Cortes podem acentuar desigualdades regionais
por Ion de Andrade
Em artigo anterior (clique aqui para ler) eu apontei três problemas decorrentes do Pacote de Cortes:
- o fato de que pune os mais pobres, por exemplo os setores médios não foram exigidos de contribuir com nenhum centavo para o esforço de assegurar o “equilíbrio” fiscal pretendido; mas o recebedor do Salário Mínimo, sim; numa engenharia política que fez a classe média aderir, e não por acaso, a um pacote gratuito para ela, que lhe pareceu, portanto, muito razoável minando a solidariedade interna ao campo progressista;
- o fato de que dividiu a esquerda e inclusive o PT onde se abriu uma dissidência difícil de ser remediada enquanto seus efeitos durarem e
- o fato de que atacando o Poder de Compra do Salário Mínimo e de todas as transferências sociais calculadas com base nele, com destaque, então, para o BPC, haveria risco real para as eleições de 2026.
Mas há outro problema que não me veio ao espírito quando escrevi o artigo, que foi sugerido pelo Professor da UFAL o meu amigo Marcelo Karloni da Cruz e que compõe esse quadro:
- o fato de que o pacote de cortes acentua os desequilíbrios regionais de renda fazendo pagar proporcionalmente mais por ele os estados da federação nos quais a renda média depende mais do salário mínimo e das políticas sociais.
O mapa abaixo mostra, conforme descreve o IBGE, o “Rendimento médio mensal real das pessoas de 14 anos ou mais de idade ocupadas na semana de referência com rendimento de trabalho” por unidade da federação para o terceiro semestre de 2024, variável que pode ser obtida no site do IBGE e está disponível em https://sidra.ibge.gov.br/tabela/5436.
Instituto Brasileiro de Geografia e Estatística (IBGE), Tabela 5436 – “Rendimento médio mensal real das pessoas de 14 anos ou mais de idade ocupadas na semana de referência com rendimento de trabalho, habitualmente recebido no trabalho principal e de todos os trabalhos (Reais)”, por Unidade da Federação para o terceiro trimestre de 2024, Brasília 2025
Estamos admitindo aqui a ideia de que quanto menor a renda, maior a dependência do Salário Mínimo e das Transferências Sociais na composição da renda média.
Se essa premissa for verdadeira, o que temos com o Pacote é que o esforço garantidor do “equilíbrio” fiscal da União, (que representa todos os estados e municípios, os mais ricos e os mais pobres), será custeado proporcionalmente em maior volume pelos estados e municípios mais dependente do Salário Mínimo na formação da renda média domiciliar e que são os mais pobres.
É presumível, portanto, que a aplicação do Pacote de Cortes venha a ampliar a assimetria da renda entre os estados mais e menos dependentes do Salário Mínimo para a formação da renda média domiciliar, empobrecendo os mais pobres de onde sairão os 110 bilhões pretendidos pelo Ministério da Fazenda com os reajustes a menor previstos.
A crítica ao arcabouço e ao pacote de cortes se tornou uma espécie de tabu no contexto da esquerda pelo medo de que ela (a crítica) venha a minar as chances de reeleição de Lula.
Mas quem critica o faz por preocupação justamente com os riscos para a permanência do governo Lula para além de 2026 e não para enfraquecer o governo e porque espera que contrapesos possam ser implementados para compensar a insatisfação social que poderá vir na esteira dos cortes.
Para além disso, podemos ficar tranquilos também por duas razões:
- Para a extrema direita, que disputa o Poder com o campo democrático, essa crítica interna é inócua ou nula de efeitos porque ela não se mobiliza em defesa do Poder de Compra do Salário Mínimo.
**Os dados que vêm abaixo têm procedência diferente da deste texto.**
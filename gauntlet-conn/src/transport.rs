//! Raw transport abstraction.
//!
//! The connection only ever sees [`RawTransport`]: something that can push
//! encoded frames toward the socket layer and hand back whatever arrived.
//! Probes run against [`LoopbackTransport`] (fully in-memory, records every
//! frame that reached the "socket"); live runs bridge to an I/O task via
//! [`ChannelTransport`].

use std::cell::RefCell;
use std::collections::VecDeque;
use std::rc::Rc;

use tokio::sync::mpsc;

use crate::error::{ConnError, ConnResult};

/// Socket-level send filter.
///
/// Given the encoded frame size, decide whether the send may reach the
/// wire. The packet-size probe uses this to block every send that does not
/// match the currently targeted exact size, turning a fuzzy try-and-observe
/// loop into a controlled convergence procedure.
pub type SendFilter = Box<dyn Fn(usize) -> bool>;

/// Something that moves raw frames to and from the socket layer.
pub trait RawTransport {
    /// Push one encoded frame toward the socket.
    ///
    /// Returns the bytes that actually reached the socket layer, after any
    /// transport-level transform (compression, padding). Callers use the
    /// returned length to observe what the wire really carried.
    fn send(&mut self, frame: &[u8]) -> ConnResult<Vec<u8>>;

    /// Drain frames received since the last poll.
    fn poll_received(&mut self) -> Vec<Vec<u8>>;

    /// Whether the transport can still carry data.
    fn is_open(&self) -> bool;

    /// Close the transport. Idempotent.
    fn close(&mut self);
}

impl RawTransport for Box<dyn RawTransport> {
    fn send(&mut self, frame: &[u8]) -> ConnResult<Vec<u8>> {
        (**self).send(frame)
    }

    fn poll_received(&mut self) -> Vec<Vec<u8>> {
        (**self).poll_received()
    }

    fn is_open(&self) -> bool {
        (**self).is_open()
    }

    fn close(&mut self) {
        (**self).close()
    }
}

// Shared handles let a test keep inspecting a transport it handed to the
// connection. Single-threaded harness, so Rc<RefCell> suffices.
impl<T: RawTransport> RawTransport for Rc<RefCell<T>> {
    fn send(&mut self, frame: &[u8]) -> ConnResult<Vec<u8>> {
        self.borrow_mut().send(frame)
    }

    fn poll_received(&mut self) -> Vec<Vec<u8>> {
        self.borrow_mut().poll_received()
    }

    fn is_open(&self) -> bool {
        self.borrow().is_open()
    }

    fn close(&mut self) {
        self.borrow_mut().close()
    }
}

/// Fully in-memory transport for deterministic tests.
///
/// Sent frames are recorded; inbound frames are injected by the test.
/// An optional transform models transport-level rewriting (compression,
/// padding) between the logical frame and the socket bytes.
#[derive(Default)]
pub struct LoopbackTransport {
    sent: Vec<Vec<u8>>,
    inbound: VecDeque<Vec<u8>>,
    closed: bool,
    transform: Option<Box<dyn Fn(&[u8]) -> Vec<u8>>>,
}

impl LoopbackTransport {
    /// Create an open loopback transport.
    pub fn new() -> Self {
        Self::default()
    }

    /// Create a shared handle suitable for handing to a connection while
    /// keeping inspection access.
    pub fn shared() -> Rc<RefCell<Self>> {
        Rc::new(RefCell::new(Self::new()))
    }

    /// Install a transport-level transform applied to every send.
    pub fn with_transform(mut self, transform: impl Fn(&[u8]) -> Vec<u8> + 'static) -> Self {
        self.transform = Some(Box::new(transform));
        self
    }

    /// Frames that reached the socket layer, in send order.
    pub fn sent_frames(&self) -> &[Vec<u8>] {
        &self.sent
    }

    /// Size of the last frame that reached the socket layer.
    pub fn last_sent_size(&self) -> Option<usize> {
        self.sent.last().map(Vec::len)
    }

    /// Queue a frame for the next receive poll.
    pub fn inject(&mut self, frame: Vec<u8>) {
        self.inbound.push_back(frame);
    }
}

impl RawTransport for LoopbackTransport {
    fn send(&mut self, frame: &[u8]) -> ConnResult<Vec<u8>> {
        if self.closed {
            return Err(ConnError::TransportClosed);
        }

        let socket_bytes = match &self.transform {
            Some(transform) => transform(frame),
            None => frame.to_vec(),
        };
        self.sent.push(socket_bytes.clone());
        Ok(socket_bytes)
    }

    fn poll_received(&mut self) -> Vec<Vec<u8>> {
        self.inbound.drain(..).collect()
    }

    fn is_open(&self) -> bool {
        !self.closed
    }

    fn close(&mut self) {
        self.closed = true;
    }
}

/// Transport bridged to an I/O task over unbounded channels.
///
/// The harness side stays synchronous; a socket pump on the runtime owns
/// the actual stream and the far ends of both channels.
pub struct ChannelTransport {
    outbound: mpsc::UnboundedSender<Vec<u8>>,
    inbound: mpsc::UnboundedReceiver<Vec<u8>>,
    closed: bool,
}

impl ChannelTransport {
    /// Build a transport plus the channel ends for the socket pump.
    pub fn pair() -> (
        Self,
        mpsc::UnboundedReceiver<Vec<u8>>,
        mpsc::UnboundedSender<Vec<u8>>,
    ) {
        let (out_tx, out_rx) = mpsc::unbounded_channel();
        let (in_tx, in_rx) = mpsc::unbounded_channel();
        (
            Self {
                outbound: out_tx,
                inbound: in_rx,
                closed: false,
            },
            out_rx,
            in_tx,
        )
    }
}

impl RawTransport for ChannelTransport {
    fn send(&mut self, frame: &[u8]) -> ConnResult<Vec<u8>> {
        if self.closed {
            return Err(ConnError::TransportClosed);
        }
        self.outbound
            .send(frame.to_vec())
            .map_err(|_| ConnError::TransportClosed)?;
        Ok(frame.to_vec())
    }

    fn poll_received(&mut self) -> Vec<Vec<u8>> {
        let mut frames = Vec::new();
        while let Ok(frame) = self.inbound.try_recv() {
            frames.push(frame);
        }
        frames
    }

    fn is_open(&self) -> bool {
        !self.closed && !self.outbound.is_closed()
    }

    fn close(&mut self) {
        self.closed = true;
        self.inbound.close();
    }
}

#[cfg(test)]
mod tests {
    use super::*;

    #[test]
    fn test_loopback_records_sends() {
        let mut transport = LoopbackTransport::new();
        assert_eq!(transport.send(b"abc").expect("send").len(), 3);
        assert_eq!(transport.send(b"defg").expect("send").len(), 4);
        assert_eq!(transport.sent_frames().len(), 2);
        assert_eq!(transport.last_sent_size(), Some(4));
    }

    #[test]
    fn test_loopback_transform_changes_socket_bytes() {
        // Model a transport that pads every frame by four bytes
        let mut transport =
            LoopbackTransport::new().with_transform(|frame| [frame, &[0u8; 4][..]].concat());

        assert_eq!(transport.send(b"abcd").expect("send").len(), 8);
        assert_eq!(transport.last_sent_size(), Some(8));
    }

    #[test]
    fn test_loopback_close_rejects_sends() {
        let mut transport = LoopbackTransport::new();
        transport.close();
        transport.close(); // idempotent
        assert!(matches!(
            transport.send(b"x"),
            Err(ConnError::TransportClosed)
        ));
        assert!(!transport.is_open());
    }

    #[test]
    fn test_loopback_inject_and_poll() {
        let mut transport = LoopbackTransport::new();
        transport.inject(b"one".to_vec());
        transport.inject(b"two".to_vec());

        let frames = transport.poll_received();
        assert_eq!(frames, vec![b"one".to_vec(), b"two".to_vec()]);
        assert!(transport.poll_received().is_empty());
    }

    #[test]
    fn test_shared_handle_keeps_inspection_access() {
        let shared = LoopbackTransport::shared();
        let mut handle = shared.clone();

        handle.send(b"frame").expect("send");
        assert_eq!(shared.borrow().sent_frames().len(), 1);
    }

    #[test]
    fn test_channel_transport_bridging() {
        let (mut transport, mut out_rx, in_tx) = ChannelTransport::pair();

        transport.send(b"frame").expect("send");
        assert_eq!(out_rx.try_recv().expect("frame"), b"frame".to_vec());

        in_tx.send(b"reply".to_vec()).expect("inject");
        assert_eq!(transport.poll_received(), vec![b"reply".to_vec()]);

        transport.close();
        assert!(matches!(
            transport.send(b"late"),
            Err(ConnError::TransportClosed)
        ));
    }
}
Na verdade, a extrema direita queria mais cortes e
- Não será pela mídia alternativa (ele não nos lê) que o trabalhador que recebe o Salário Mínimo vai formar opinião contra o governo, é por conta própria mesmo, uma formulação coletiva no contexto de suas comunidades pobres onde mais do que ele muitos estarão na mesma situação.
A razão é que ninguém pode enganar o trabalhador pobre sobre quanto vale o seu salário. Vivendo com o cinto no último furo, ele tem a melhor e mais fiel ferramenta econômica para saber qual é o poder de compra real do que ele recebe.
Ion de Andrade é médico pediatra e epidemiologista, atualmente é professor visitante na UFRN junto ao departamento de Engenharia Biomédica. Terminou o seu segundo grau profissionalizante na França em Ciências Econômicas e Sociais, área em que sempre manteve vivo interesse e estudo.